There are days at work that leave asking: what just happened to me? You try to find explanations for the cuckoo of it all. The inversion? The snow getting rid of the inversion? The price of milk? The apocalypse finally happening, with its origins here? No answer comes.
    That's when you find yourself at one of the happiest places on earth. Target. You have to grocery shop. This is something that gives you mild anxiety and more than a mild case of the grumps. But at Target, things are better. And you try to figure out something to make you feel like the day has not been a waste. You don't self-identify as a person who regularly uses retail therapy. But you make an exception for this:


It's a cardigan you found in the men's section. You go there periodically to see if you can find a treasure you can make better. The sweater is fine by itself, but you decide fine is not good enough on this day of the near-apocalypse. You want festive. Valentines festive. But not so specific you can't wear it other times. So you get your needle, red embroidery floss and scissors.

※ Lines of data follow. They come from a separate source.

//! The durable dispatch loop.
//!
//! Tasks live in the store; the scheduler is a stateless pump over them.
//! Each tick it pulls the due pending tasks and dispatches them one by
//! one, serialized per target through the lock manager so two processes
//! never poke the same pane at once. Dispatch failures back off
//! exponentially until the retry budget is spent, then the task is
//! disabled with a notification rather than retried forever. Recovery
//! dispatches are counted per project; past the breaker threshold the
//! project's recovery traffic is suspended and escalated instead.

use std::sync::Arc;
use std::time::Duration;

use chrono::Utc;
use tokio::sync::mpsc;
use tokio_util::sync::CancellationToken;

use crate::agent::AgentRole;
use crate::config::Config;
use crate::core::{CycleAction, ScheduleEvent, Task, TaskId, TaskStatus, TaskTarget, TriggerKind};
use crate::orchestration::cycles::CycleDetector;
use crate::orchestration::locks::{Acquire, LockManager};
use crate::orchestration::messaging::{
    AgentMessenger, CompletionOracle, Delivery, SessionLiveness,
};
use crate::orchestration::notify::{NotificationRouter, Priority};
use crate::store::Store;
use crate::{mlog, mlog_debug, mlog_error, mlog_warn, Error, Result};

/// Lines of pane tail handed to the completion oracle.
const ORACLE_CAPTURE_LINES: u16 = 50;

/// Marker appended to a task note once it has been flagged as a possible
/// phantom, so it is flagged once, not every tick.
const PHANTOM_NOTE_TAG: &str = "[flagged: possible phantom]";

/// What the loop announces to whoever is listening (the run command logs
/// these; tests assert on them).
#[derive(Debug, Clone, PartialEq, Eq)]
pub enum SchedulerEvent {
    Dispatched { task_id: TaskId, target: String },
    Completed { task_id: TaskId },
    Disabled { task_id: TaskId, reason: String },
    PhantomFlagged { task_id: TaskId, target: String },
    BreakerOpen { project_id: String },
}

pub struct TaskScheduler {
    store: Arc<Store>,
    config: Config,
    messenger: Arc<dyn AgentMessenger>,
    oracle: Arc<dyn CompletionOracle>,
    liveness: Arc<dyn SessionLiveness>,
    locks: LockManager,
    router: Arc<NotificationRouter>,
    detector: CycleDetector,
    event_tx: mpsc::UnboundedSender<SchedulerEvent>,
    /// Lock holder identity for this process.
    holder_id: String,
}
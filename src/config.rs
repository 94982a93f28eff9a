use serde::{Deserialize, Serialize};
use std::fs;
use std::path::PathBuf;
use std::time::Duration;

use crate::{mlog_debug, Error, Result};

/// Daemon configuration, loaded from `~/.marshal/marshal.toml`.
///
/// Every field has a default so a missing config file is equivalent to an
/// empty one. Durations are stored as whole seconds in the file.
#[derive(Debug, Clone, Serialize, Deserialize)]
pub struct Config {
    /// Minimum log level (`error`..`trace`); `--debug` overrides it.
    #[serde(default = "default_log_level")]
    pub log_level: String,
    /// How often the dispatch loop wakes to look for due tasks.
    #[serde(default = "default_poll_interval_secs")]
    pub poll_interval_secs: u64,
    /// Window within which a second enqueue for the same target is a duplicate.
    #[serde(default = "default_dedup_window_secs")]
    pub dedup_window_secs: u64,
    /// First retry delay; doubles per retry.
    #[serde(default = "default_base_delay_secs")]
    pub base_delay_secs: u64,
    /// Ceiling for the exponential backoff delay.
    #[serde(default = "default_max_delay_secs")]
    pub max_delay_secs: u64,
    /// Default retry budget for newly enqueued tasks.
    #[serde(default = "default_max_retries")]
    pub default_max_retries: u32,
    /// How long a live but unchanging target may idle before it is flagged.
    #[serde(default = "default_phantom_grace_secs")]
    pub phantom_grace_secs: u64,
    /// Recovery dispatches allowed per project within the breaker window.
    #[serde(default = "default_breaker_max_recoveries")]
    pub breaker_max_recoveries: usize,
    /// Rolling window for the recovery circuit breaker.
    #[serde(default = "default_breaker_window_secs")]
    pub breaker_window_secs: u64,
    /// Lease duration for dispatch locks.
    #[serde(default = "default_lock_ttl_secs")]
    pub lock_ttl_secs: u64,
    /// Bound on a single agent-messaging send.
    #[serde(default = "default_send_timeout_secs")]
    pub send_timeout_secs: u64,
    /// How long the notification router waits for an acknowledgement.
    #[serde(default = "default_ack_timeout_secs")]
    pub ack_timeout_secs: u64,
    /// Reschedules of one target within the rapid window that count as a loop.
    #[serde(default = "default_rapid_threshold")]
    pub rapid_reschedule_threshold: usize,
    /// Rolling window for rapid-reschedule detection.
    #[serde(default = "default_rapid_window_secs")]
    pub rapid_window_secs: u64,
    /// Consecutive identical intervals that count as a fixed-interval loop.
    #[serde(default = "default_fixed_interval_threshold")]
    pub fixed_interval_threshold: usize,
    /// Emergency/recovery alternations that count as an oscillation.
    #[serde(default = "default_oscillation_threshold")]
    pub oscillation_threshold: usize,
}

fn default_log_level() -> String {
    "info".to_string()
}
fn default_poll_interval_secs() -> u64 {
    5
}
fn default_dedup_window_secs() -> u64 {
    60
}
fn default_base_delay_secs() -> u64 {
    10
}
fn default_max_delay_secs() -> u64 {
    600
}
fn default_max_retries() -> u32 {
    3
}
fn default_phantom_grace_secs() -> u64 {
    900
}
fn default_breaker_max_recoveries() -> usize {
    3
}
fn default_breaker_window_secs() -> u64 {
    1800
}
fn default_lock_ttl_secs() -> u64 {
    120
}
fn default_send_timeout_secs() -> u64 {
    15
}
fn default_ack_timeout_secs() -> u64 {
    120
}
fn default_rapid_threshold() -> usize {
    5
}
fn default_rapid_window_secs() -> u64 {
    300
}
fn default_fixed_interval_threshold() -> usize {
    3
}
fn default_oscillation_threshold() -> usize {
    4
}

impl Default for Config {
    fn default() -> Self {
        // Round-trip through an empty table so serde's field defaults apply.
        toml::from_str("").unwrap_or_else(|_| unreachable!("empty config must parse"))
    }
}

impl Config {
    pub fn marshal_dir() -> Result<PathBuf> {
        Ok(dirs::home_dir().ok_or(Error::NoHomeDir)?.join(".marshal"))
    }

    pub fn config_path() -> Result<PathBuf> {
        Ok(Self::marshal_dir()?.join("marshal.toml"))
    }

    pub fn db_path() -> Result<PathBuf> {
        Ok(Self::marshal_dir()?.join("marshal.db"))
    }

    pub fn load() -> Result<Self> {
        let path = Self::config_path()?;
        mlog_debug!("Config::load path={}", path.display());
        if !path.exists() {
            mlog_debug!("Config file not found, writing defaults");
            let config = Self::default();
            config.save()?;
            return Ok(config);
        }
        let config: Self = toml::from_str(&fs::read_to_string(&path)?)?;
        mlog_debug!(
            "Config loaded: poll={}s dedup={}s base_delay={}s max_retries={}",
            config.poll_interval_secs,
            config.dedup_window_secs,
            config.base_delay_secs,
            config.default_max_retries
        );
        Ok(config)
    }

    pub fn save(&self) -> Result<()> {
        let dir = Self::marshal_dir()?;
        mlog_debug!("Config::save dir={}", dir.display());
        if !dir.exists() {
            fs::create_dir_all(&dir)?;
        }
        let path = Self::config_path()?;
        fs::write(&path, toml::to_string_pretty(self)?)?;
        mlog_debug!("Config saved to {}", path.display());
        Ok(())
    }

    pub fn ensure_dirs() -> Result<()> {
        let dir = Self::marshal_dir()?;
        if !dir.exists() {
            mlog_debug!("Creating marshal directory: {}", dir.display());
            fs::create_dir_all(&dir)?;
        }
        Ok(())
    }

    pub fn poll_interval(&self) -> Duration {
        Duration::from_secs(self.poll_interval_secs)
    }

    pub fn dedup_window(&self) -> chrono::Duration {
        chrono::Duration::seconds(self.dedup_window_secs as i64)
    }

    pub fn base_delay(&self) -> Duration {
        Duration::from_secs(self.base_delay_secs)
    }

    pub fn max_delay(&self) -> Duration {
        Duration::from_secs(self.max_delay_secs)
    }

    pub fn phantom_grace(&self) -> chrono::Duration {
        chrono::Duration::seconds(self.phantom_grace_secs as i64)
    }

    pub fn breaker_window(&self) -> chrono::Duration {
        chrono::Duration::seconds(self.breaker_window_secs as i64)
    }

    pub fn lock_ttl(&self) -> Duration {
        Duration::from_secs(self.lock_ttl_secs)
    }

    pub fn send_timeout(&self) -> Duration {
        Duration::from_secs(self.send_timeout_secs)
    }

    pub fn ack_timeout(&self) -> Duration {
        Duration::from_secs(self.ack_timeout_secs)
    }

    pub fn rapid_window(&self) -> chrono::Duration {
        chrono::Duration::seconds(self.rapid_window_secs as i64)
    }

    pub fn log_level(&self) -> Result<crate::log::LogLevel> {
        self.log_level.parse()
    }
}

You start using the outline stitch to outline the top of the pockets. It's relaxing, fun and aesthetically pleasing. All things you need on the inversion-induced insanity of the day. But you don't stop at just the pockets.
You have to outline where the buttons are too. Then the buttons give you pause. There isn't enough pizazz to be considered Valentine's festive.
You find yourself changing the buttons out with some that you bought for a project in December but never used. You even attach them with red, which is something you saw in a Martha Stewart magazine you bought to cannibalize for another project.
The sweater turns out something like this, when all is said and done. It is festive without slapping you in the face and looks like a new and improved version of the sweater you retail therapied yourself with. The what-just-happened-to-me day is a distant memory. Finally you can stop narrating your life like that one version of Hamlet you watched a week or so ago. That's a relief.